Michelin

« C’est le temps du combat » – Entretien avec Bastien You, délégué CGT de l’usine Michelin de Cholet

Michelin. Depuis des mois, les salariés des usines Michelin à Vannes et Cholet sont en grève contre les fermetures ordonnées par une Direction toujours en quête de plus de profits. Après avoir touché des centaines de millions d’euros d’aides publiques et distribué 1,4 milliard d’euros de dividendes à ses actionnaires en 2023, le groupe met à la porte 1600 salariés, prévenu par voie de presse ou en quelques minutes par la Direction.

Pour les salariés interrogés par l’Insoumission sur les piquets de grève, la nomination du nouveau Gouvernement de macronistes ne change rien. « On sait déjà qu’ils vont continuer la même politique qui fait fermer nos usines. Macron se fout de nos vies et de nos emplois, qu’il dégage ! », confiait Sara au micro de l’Insoumission quelques jours après la nomination de François Bayrou.

L’Insoumission a aussi rencontré Bastien You, délégué CGT de l’usine depuis mars 2023, pour qu’il nous explique les dessous de cette « restructuration » et porte la voix de ceux qui luttent pour leur dignité et leurs droits. Il est élu membre du comité de lutte, depuis le 18 novembre 2024, et son mandat est renouvelé à chaque assemblée générale depuis cette date. Notre entretien.

« C’est la mobilisation des salariés qui sera déterminante pour satisfaire les revendications » – Bastien You, délégué CGT de l’usine Michelin à Cholet

Quel est l’état de la mobilisation, aujourd’hui ?

Il y a eu des assemblées générales tous les jours pendant le blocage de l’usine, et depuis le retour au travail, les assemblées générales ont lieu 2 fois par semaine. L’usine est actuellement sur le point de fermer en raison des vacances de Noël. Les négociations ont commencé, et la mobilisation s’accentue les jours de négociations.

Depuis le début, 200 salariés se mobilisent sur 950. Les ouvriers sont, naturellement, les plus mobilisés. MICHELIN a décidé de fermer l’usine dans tous les cas, ce qui ne passe pas pour les collègues, notamment ceux qui sont en CDI.

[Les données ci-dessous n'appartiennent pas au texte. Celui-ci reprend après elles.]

//! Utility-class bundles for the homepage.
//!
//! The page is styled by an external utility-class stylesheet (Tailwind
//! classes compiled elsewhere). This module only names the class strings each
//! component selects, so a different design system can be swapped in here
//! without touching component structure.
//!
//! # Customization
//!
//! ```rust
//! use aurora_page::styles::CTA_PRIMARY;
//!
//! assert!(CTA_PRIMARY.contains("rounded-full"));
//! ```

// =============================================================================
// Document
// =============================================================================

/// Classes on the root `<html>` element.
pub const HTML: &str = "h-full scroll-smooth";

/// Classes on `<body>`.
pub const BODY: &str = "h-full bg-slate-950 text-slate-50 antialiased";

/// The `<main id="top">` wrapper with the layered background gradients.
pub const MAIN: &str = "relative flex min-h-screen flex-col bg-[radial-gradient(circle_at_top,_rgba(56,189,248,0.18),transparent_55%),radial-gradient(circle_at_bottom,_rgba(14,165,233,0.12),transparent_55%),linear-gradient(to_bottom,_#020617,_#020617)]";

/// Fixed glow at the top of the viewport.
pub const GLOW_TOP: &str = "pointer-events-none fixed inset-x-0 top-0 z-0 h-32 bg-gradient-to-b from-sky-500/20 via-transparent to-transparent";

/// Fixed fade at the bottom of the viewport.
pub const GLOW_BOTTOM: &str = "pointer-events-none fixed inset-x-0 bottom-0 z-0 h-40 bg-gradient-to-t from-slate-950 via-slate-950/80 to-transparent";

/// Wrapper that stacks the sections above the glows.
pub const SECTIONS: &str = "relative z-10 flex-1";

// =============================================================================
// Calls to action
// =============================================================================

/// Primary call-to-action button.
pub const CTA_PRIMARY: &str = "inline-flex items-center justify-center rounded-full bg-sky-500 px-6 py-3 text-sm md:text-base font-semibold text-slate-950 shadow-lg shadow-sky-500/30 transition-all duration-200 hover:bg-sky-400 hover:shadow-sky-400/40 focus-visible:outline-none focus-visible:ring-2 focus-visible:ring-sky-400 focus-visible:ring-offset-2 focus-visible:ring-offset-slate-950";

/// Secondary (outlined) call-to-action button.
pub const CTA_SECONDARY: &str = "inline-flex items-center justify-center rounded-full border border-slate-700/80 bg-slate-900/40 px-6 py-3 text-sm md:text-base font-medium text-slate-100 shadow-sm transition-all duration-200 hover:bg-slate-800 hover:border-slate-500 focus-visible:outline-none focus-visible:ring-2 focus-visible:ring-slate-500 focus-visible:ring-offset-2 focus-visible:ring-offset-slate-950";

/// Row holding a primary and a secondary CTA.
pub const CTA_ROW: &str =
    "flex flex-col items-stretch gap-3 sm:flex-row sm:items-center sm:gap-4";

/// Trailing arrow inside a CTA.
pub const CTA_ARROW: &str = "ml-2 h-4 w-4";

// =============================================================================
// Layout primitives
// =============================================================================

/// Base classes of every section shell; callers append their own spacing.
pub const SHELL: &str = "w-full px-4 sm:px-6 lg:px-8";

/// Width-constrained inner container of a section shell.
pub const SHELL_INNER: &str = "mx-auto max-w-6xl";

/// Top padding shared by all sections.
pub const SECTION_SPACING: &str = "pt-20 sm:pt-24 lg:pt-28";

/// Top and bottom padding of the last section.
pub const SECTION_SPACING_LAST: &str = "pt-20 sm:pt-24 lg:pt-28 pb-16 sm:pb-20 lg:pb-28";

/// Section header wrapper (alignment classes are appended).
pub const HEADER: &str = "flex flex-col gap-3";

/// Alignment bundle for centered headers.
pub const ALIGN_CENTER: &str = "items-center text-center";

/// Alignment bundle for left-aligned headers.
pub const ALIGN_LEFT: &str = "items-start text-left";

pub const HEADER_EYEBROW: &str = "inline-flex items-center gap-2 rounded-full border border-sky-500/40 bg-sky-500/10 px-3 py-1 text-xs font-medium uppercase tracking-wide text-sky-300";
pub const HEADER_EYEBROW_DOT: &str = "h-1.5 w-1.5 rounded-full bg-sky-400";
pub const HEADER_TITLE: &str =
    "text-2xl sm:text-3xl md:text-4xl font-semibold tracking-tight text-slate-50";
pub const HEADER_SUBTITLE: &str = "max-w-2xl text-sm sm:text-base text-slate-300";

// =============================================================================
// Hero
// =============================================================================

pub const HERO_GRID: &str =
    "grid gap-10 lg:grid-cols-[minmax(0,1.3fr),minmax(0,1fr)] lg:items-center";
pub const HERO_BADGE: &str = "inline-flex items-center gap-2 rounded-full border border-emerald-400/40 bg-emerald-400/10 px-3 py-1 text-xs font-medium leading-none text-emerald-200";
pub const HERO_TITLE: &str = "text-balance text-3xl sm:text-4xl md:text-5xl lg:text-6xl font-semibold tracking-tight text-slate-50";
pub const HERO_TITLE_ACCENT: &str = "block text-transparent bg-gradient-to-r from-sky-400 via-cyan-300 to-emerald-300 bg-clip-text";
pub const HERO_LEAD: &str = "max-w-xl text-sm sm:text-base md:text-lg text-slate-300";
pub const HERO_TRUST_ROW: &str = "flex flex-wrap items-center gap-4 text-xs text-slate-400";
pub const HERO_TRUST_ITEM: &str = "flex items-center gap-1.5";
pub const HERO_TRUST_SEPARATOR: &str = "hidden h-1 w-1 rounded-full bg-slate-600 sm:inline-block";
pub const CHECK_ICON: &str = "h-4 w-4 text-emerald-400";
pub const CHECK_ICON_SMALL: &str = "h-3.5 w-3.5 text-emerald-400";

pub const PREVIEW_CARD: &str = "relative mx-auto w-full max-w-md rounded-3xl border border-slate-700/60 bg-gradient-to-br from-slate-900/80 via-slate-900/40 to-slate-900/80 p-5 shadow-[0_18px_45px_rgba(15,23,42,0.85)]";
pub const PREVIEW_HALO: &str = "pointer-events-none absolute -inset-0.5 rounded-3xl bg-gradient-to-tr from-sky-500/20 via-cyan-400/10 to-emerald-400/20 blur-2xl";
pub const PREVIEW_BODY: &str =
    "relative space-y-4 rounded-2xl bg-slate-950/80 p-4 ring-1 ring-slate-800/80";
pub const PREVIEW_PILL: &str = "inline-flex items-center rounded-full bg-emerald-500/10 px-2.5 py-1 text-[11px] font-semibold text-emerald-200 ring-1 ring-emerald-500/40";
pub const PREVIEW_PANEL: &str = "rounded-xl bg-slate-900/80 p-3 ring-1 ring-slate-800/80";
pub const PREVIEW_METER: &str = "h-1.5 w-full overflow-hidden rounded-full bg-slate-800";
pub const PREVIEW_METER_FILL: &str =
    "h-full w-[92%] bg-gradient-to-r from-sky-400 via-cyan-300 to-emerald-300";

// =============================================================================
// Cards and lists
// =============================================================================

pub const FEATURE_GRID: &str = "grid gap-6 sm:grid-cols-2 lg:grid-cols-4";
pub const FEATURE_CARD: &str = "group relative flex flex-col gap-3 rounded-2xl border border-slate-800/80 bg-slate-950/40 p-4 shadow-sm transition-all duration-200 hover:border-sky-500/60 hover:bg-slate-900/60 hover:shadow-lg hover:shadow-sky-900/40 focus-within:border-sky-500/70 focus-within:shadow-lg focus-within:shadow-sky-900/40";
pub const FEATURE_ICON_WELL: &str = "inline-flex h-9 w-9 items-center justify-center rounded-xl bg-sky-500/10 text-sky-300 ring-1 ring-sky-500/40";
pub const FEATURE_ICON: &str = "h-4 w-4";
pub const FEATURE_NAME: &str = "text-sm font-semibold text-slate-50";
pub const FEATURE_DESCRIPTION: &str = "text-xs sm:text-sm text-slate-300";

pub const TESTIMONIAL_GRID: &str =
    "grid gap-10 lg:grid-cols-[minmax(0,1.1fr),minmax(0,1fr)] lg:items-center";
pub const HIGHLIGHT_LIST: &str = "flex flex-wrap gap-3 text-xs text-slate-400";
pub const HIGHLIGHT_ITEM: &str =
    "inline-flex items-center gap-1.5 rounded-full bg-slate-900/60 px-3 py-1";
pub const TESTIMONIAL_CARD: &str = "relative overflow-hidden rounded-2xl border border-slate-800/80 bg-slate-950/40 p-5 shadow-md shadow-slate-950/60";
pub const TESTIMONIAL_QUOTE_ICON: &str = "absolute -top-4 -left-2 h-10 w-10 text-sky-500/15";
pub const TESTIMONIAL_QUOTE: &str = "relative text-sm sm:text-base text-slate-200";
pub const TESTIMONIAL_CAPTION: &str = "mt-4 flex flex-col text-xs text-slate-400 sm:flex-row sm:items-center sm:justify-between";
pub const TESTIMONIAL_BADGE: &str = "mt-2 inline-flex items-center rounded-full bg-slate-900/80 px-3 py-1 text-[11px] font-medium text-slate-300 ring-1 ring-slate-700/80 sm:mt-0";

pub const FAQ_ITEM: &str = "rounded-2xl border border-slate-800/80 bg-slate-950/40 p-4";
pub const FAQ_QUESTION: &str = "text-sm font-medium text-slate-100";
pub const FAQ_ANSWER: &str = "mt-2 text-xs sm:text-sm text-slate-300";

// =============================================================================
// Final CTA
// =============================================================================

pub const CTA_FRAME: &str = "relative overflow-hidden rounded-3xl border border-sky-500/40 bg-gradient-to-r from-sky-600/30 via-cyan-500/20 to-emerald-500/25 p-1 shadow-[0_18px_45px_rgba(8,47,73,0.75)]";
pub const CTA_PANEL: &str = "relative flex flex-col gap-6 rounded-2xl bg-slate-950/95 px-6 py-8 sm:px-10 sm:py-10 lg:flex-row lg:items-center lg:justify-between";
pub const CTA_KICKER: &str = "text-xs font-semibold uppercase tracking-[0.18em] text-sky-300";
pub const CTA_TITLE: &str =
    "text-xl sm:text-2xl md:text-3xl font-semibold tracking-tight text-slate-50";
pub const CTA_BODY: &str = "text-xs sm:text-sm text-slate-200";

// =============================================================================
// Site header and footer
// =============================================================================

pub const SITE_HEADER: &str =
    "sticky top-0 z-20 border-b border-slate-900/80 bg-slate-950/85 backdrop-blur";
pub const SITE_HEADER_INNER: &str =
    "mx-auto flex max-w-6xl items-center justify-between px-4 py-3 sm:px-6 lg:px-8";
pub const BRAND_LINK: &str = concat!(
    "inline-flex items-center gap-2 text-sm font-semibold text-slate-50 ",
    "focus-visible:outline-none focus-visible:ring-2 focus-visible:ring-sky-400 focus-visible:ring-offset-2 focus-visible:ring-offset-slate-950",
    " rounded-full px-2 py-1"
);
pub const BRAND_MARK: &str = "flex h-7 w-7 items-center justify-center rounded-full bg-gradient-to-br from-sky-400 to-emerald-400 text-slate-950 text-xs font-black";
pub const BRAND_NAME: &str = "hidden sm:inline";
pub const BRAND_TAGLINE: &str = "hidden text-xs font-normal text-slate-400 sm:inline";
pub const NAV: &str = "flex items-center gap-4 text-xs sm:text-sm";
pub const NAV_LINK: &str = concat!(
    "text-slate-300 transition-colors hover:text-sky-300 ",
    "focus-visible:outline-none focus-visible:ring-2 focus-visible:ring-sky-400 focus-visible:ring-offset-2 focus-visible:ring-offset-slate-950",
    " rounded-full px-2 py-1"
);
pub const NAV_BUTTON: &str = concat!(
    "hidden rounded-full border border-slate-700/80 bg-slate-900/50 px-3 py-1.5 text-xs font-medium text-slate-100 shadow-sm transition-all hover:bg-slate-800 hover:border-slate-500 ",
    "focus-visible:outline-none focus-visible:ring-2 focus-visible:ring-sky-400 focus-visible:ring-offset-2 focus-visible:ring-offset-slate-950",
    " sm:inline-flex"
);

pub const FOOTER: &str = "border-t border-slate-900/80 bg-slate-950/90";
pub const FOOTER_INNER: &str = "mx-auto flex max-w-6xl flex-col gap-3 px-4 py-5 text-xs text-slate-500 sm:flex-row sm:items-center sm:justify-between sm:px-6 lg:px-8";
pub const FOOTER_NOTE: &str = "text-[11px]";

Quant aux conditions de licenciements, elles sont, en l’état, inacceptables, car il est proposé à chaque salarié 35 000€ brut, ajouté de 500€ par année d’ancienneté. Or, aucun salarié n’en est satisfait, en particulier dans un groupe qui fait 2 milliards € de profits chaque année. En 2024, les actionnaires se sont partagés 900 millions d’€, et le groupe a dépensé 500 millions d’€ en rachat d’actions.

Nous revendiquons 120 000€ net, ajouté de 2 500€ par année d’ancienneté. Des sommes que le groupe a largement les moyens d’envisager. Les salariés sont dans l’attente d’en savoir plus sur l’avancée des négociations. Mais ils savent que c’est le rapport de force qui sera déterminant, malgré les pressions et tentatives de division organisées par Michelin.

Pour aller plus loin : Reportage – À Cholet, la colère des salariés de Michelin face à la fermeture annoncée

Le piquet de grève se tient depuis plusieurs semaines, comment s’organise la solidarité entre salariés, et avec les habitants ?

Nous avons reçu des réseaux militants, notamment des cantines populaires comme « le plat de résistance », ou encore le « RAARE », qui est une cantine militante angevine. On a reçu, également des militants des soulèvements de la Terre de Rennes, et de la confédération paysanne. De nombreux militants syndicaux de Thalès, des cheminots, des pompiers, sont aussi venu prêter assistance. Des commerçants et des supermarchés, notamment le CARREFOUR de Cholet, ont proposé des invendus.

La mairie a également apporté un barnum et des toilettes de chantiers. Et des particuliers sont venu déposer des pneus et des palettes pour nous aider à nous réchauffer. Ce genre de soutien réchauffe les cœurs, et rappelle que ce n’est pas que le problème des salariés, c’est aussi toute une région qui est sinistrée, car les commerçants vont perdre des consommateurs, les collectivités vont perdre des revenus. Sans parler des conséquences pour les familles.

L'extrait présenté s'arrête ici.